A word-for-word restatement of every entry is what is needed here.
-------- Data excerpts --------
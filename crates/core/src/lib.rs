//! Expense Guard Core - Domain types
//!
//! This crate contains the fundamental types shared by every other crate:
//! - `Amount`: Decimal wrapper for claimed amounts (refunds are negative)
//! - `ExpenseRecord`: A single expense claim as submitted by an employee

pub mod amount;
pub mod expense;

pub use amount::Amount;
pub use expense::ExpenseRecord;
//! Feature row - the model-facing view of an expense record

use expense_core::{Amount, ExpenseRecord};
use serde::Serialize;

use crate::dates::{parse_calendar_date, DateFeatures};
use crate::error::DataResult;

/// Names of the numeric model inputs, in [`FeatureRow::numeric_features`] order
pub const NUMERIC_FEATURES: [&str; 13] = [
    "amount",
    "receipt_quality",
    "ocr_confidence",
    "previous_violations",
    "requires_approval",
    "has_receipt",
    "manual_review_required",
    "submission_delay",
    "day_of_week",
    "is_weekend",
    "month",
    "quarter",
    "is_month_end",
];

/// Names of the categorical model inputs, in [`FeatureRow::categorical_features`] order
pub const CATEGORICAL_FEATURES: [&str; 5] = [
    "department",
    "category",
    "currency",
    "vendor_country",
    "payment_method",
];

/// An expense record with its raw dates replaced by derived features.
#[derive(Debug, Clone, PartialEq, Serialize)]
pub struct FeatureRow {
    pub expense_id: Option<i64>,
    pub employee_id: Option<i64>,
    pub amount: Amount,
    pub receipt_quality: f64,
    pub ocr_confidence: f64,
    pub previous_violations: u32,
    pub department: String,
    pub category: String,
    pub currency: String,
    pub vendor_country: String,
    pub payment_method: String,
    pub requires_approval: u8,
    pub has_receipt: u8,
    pub manual_review_required: u8,
    pub notes: String,
    #[serde(flatten)]
    pub dates: DateFeatures,
}

impl FeatureRow {
    /// Numeric model inputs by name, booleans as 0/1
    pub fn numeric_features(&self) -> [(&'static str, f64); 13] {
        let flag = |b: bool| if b { 1.0 } else { 0.0 };
        [
            ("amount", self.amount.to_f64()),
            ("receipt_quality", self.receipt_quality),
            ("ocr_confidence", self.ocr_confidence),
            ("previous_violations", f64::from(self.previous_violations)),
            ("requires_approval", f64::from(self.requires_approval)),
            ("has_receipt", f64::from(self.has_receipt)),
            ("manual_review_required", f64::from(self.manual_review_required)),
            ("submission_delay", self.dates.submission_delay as f64),
            ("day_of_week", f64::from(self.dates.day_of_week)),
            ("is_weekend", flag(self.dates.is_weekend)),
            ("month", f64::from(self.dates.month)),
            ("quarter", f64::from(self.dates.quarter)),
            ("is_month_end", flag(self.dates.is_month_end)),
        ]
    }

    /// Categorical model inputs by field name
    pub fn categorical_features(&self) -> [(&'static str, &str); 5] {
        [
            ("department", self.department.as_str()),
            ("category", self.category.as_str()),
            ("currency", self.currency.as_str()),
            ("vendor_country", self.vendor_country.as_str()),
            ("payment_method", self.payment_method.as_str()),
        ]
    }
}

/// Derive temporal features from a record's raw dates.
///
/// The input is not modified; the two date fields are absent from the
/// returned row. Fails if either date does not parse.
pub fn derive_date_features(record: &ExpenseRecord) -> DataResult<FeatureRow> {
    let expense_date = parse_calendar_date("expense_date", &record.expense_date)?;
    let submission_date = parse_calendar_date("submission_date", &record.submission_date)?;

    Ok(FeatureRow {
        expense_id: record.expense_id,
        employee_id: record.employee_id,
        amount: record.amount,
        receipt_quality: record.receipt_quality,
        ocr_confidence: record.ocr_confidence,
        previous_violations: record.previous_violations,
        department: record.department.clone(),
        category: record.category.clone(),
        currency: record.currency.clone(),
        vendor_country: record.vendor_country.clone(),
        payment_method: record.payment_method.clone(),
        requires_approval: record.requires_approval,
        has_receipt: record.has_receipt,
        manual_review_required: record.manual_review_required,
        notes: record.notes.clone(),
        dates: DateFeatures::from_dates(expense_date, submission_date),
    })
}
--------
> [Result of this task]:
filename crates/core/src/lib.rs
//! Expense Guard Core - Domain types
//!
//! This crate contains the fundamental types shared by every other crate:
//! - `Amount`: Decimal wrapper for claimed amounts (refunds are negative)
//! - `ExpenseRecord`: A single expense claim as submitted by an employee

pub mod amount;
pub mod expense;

pub use amount::Amount;
pub use expense::ExpenseRecord;
//! Feature row - the model-facing view of an expense record

use expense_core::{Amount, ExpenseRecord};
use serde::Serialize;

use crate::dates::{parse_calendar_date, DateFeatures};
use crate::error::DataResult;

/// Names of the numeric model inputs, in [`FeatureRow::numeric_features`] order
pub const NUMERIC_FEATURES: [&str; 13] = [
    "amount",
    "receipt_quality",
    "ocr_confidence",
    "previous_violations",
    "requires_approval",
    "has_receipt",
    "manual_review_required",
    "submission_delay",
    "day_of_week",
    "is_weekend",
    "month",
    "quarter",
    "is_month_end",
];

/// Names of the categorical model inputs, in [`FeatureRow::categorical_features`] order
pub const CATEGORICAL_FEATURES: [&str; 5] = [
    "department",
    "category",
    "currency",
    "vendor_country",
    "payment_method",
];

/// An expense record with its raw dates replaced by derived features.
#[derive(Debug, Clone, PartialEq, Serialize)]
pub struct FeatureRow {
    pub expense_id: Option<i64>,
    pub employee_id: Option<i64>,
    pub amount: Amount,
    pub receipt_quality: f64,
    pub ocr_confidence: f64,
    pub previous_violations: u32,
    pub department: String,
    pub category: String,
    pub currency: String,
    pub vendor_country: String,
    pub payment_method: String,
    pub requires_approval: u8,
    pub has_receipt: u8,
    pub manual_review_required: u8,
    pub notes: String,
    #[serde(flatten)]
    pub dates: DateFeatures,
}

impl FeatureRow {
    /// Numeric model inputs by name, booleans as 0/1
    pub fn numeric_features(&self) -> [(&'static str, f64); 13] {
        let flag = |b: bool| if b { 1.0 } else { 0.0 };
        [
            ("amount", self.amount.to_f64()),
            ("receipt_quality", self.receipt_quality),
            ("ocr_confidence", self.ocr_confidence),
            ("previous_violations", f64::from(self.previous_violations)),
            ("requires_approval", f64::from(self.requires_approval)),
            ("has_receipt", f64::from(self.has_receipt)),
            ("manual_review_required", f64::from(self.manual_review_required)),
            ("submission_delay", self.dates.submission_delay as f64),
            ("day_of_week", f64::from(self.dates.day_of_week)),
            ("is_weekend", flag(self.dates.is_weekend)),
            ("month", f64::from(self.dates.month)),
            ("quarter", f64::from(self.dates.quarter)),
            ("is_month_end", flag(self.dates.is_month_end)),
        ]
    }

    /// Categorical model inputs by field name
    pub fn categorical_features(&self) -> [(&'static str, &str); 5] {
        [
            ("department", self.department.as_str()),
            ("category", self.category.as_str()),
            ("currency", self.currency.as_str()),
            ("vendor_country", self.vendor_country.as_str()),
            ("payment_method", self.payment_method.as_str()),
        ]
    }
}

/// Derive temporal features from a record's raw dates.
///
/// The input is not modified; the two date fields are absent from the
/// returned row. Fails if either date does not parse.
pub fn derive_date_features(record: &ExpenseRecord) -> DataResult<FeatureRow> {
    let expense_date = parse_calendar_date("expense_date", &record.expense_date)?;
    let submission_date = parse_calendar_date("submission_date", &record.submission_date)?;

    Ok(FeatureRow {
        expense_id: record.expense_id,
        employee_id: record.employee_id,
        amount: record.amount,
        receipt_quality: record.receipt_quality,
        ocr_confidence: record.ocr_confidence,
        previous_violations: record.previous_violations,
        department: record.department.clone(),
        category: record.category.clone(),
        currency: record.currency.clone(),
        vendor_country: record.vendor_country.clone(),
        payment_method: record.payment_method.clone(),
        requires_approval: record.requires_approval,
        has_receipt: record.has_receipt,
        manual_review_required: record.manual_review_required,
        notes: record.notes.clone(),
        dates: DateFeatures::from_dates(expense_date, submission_date),
    })
}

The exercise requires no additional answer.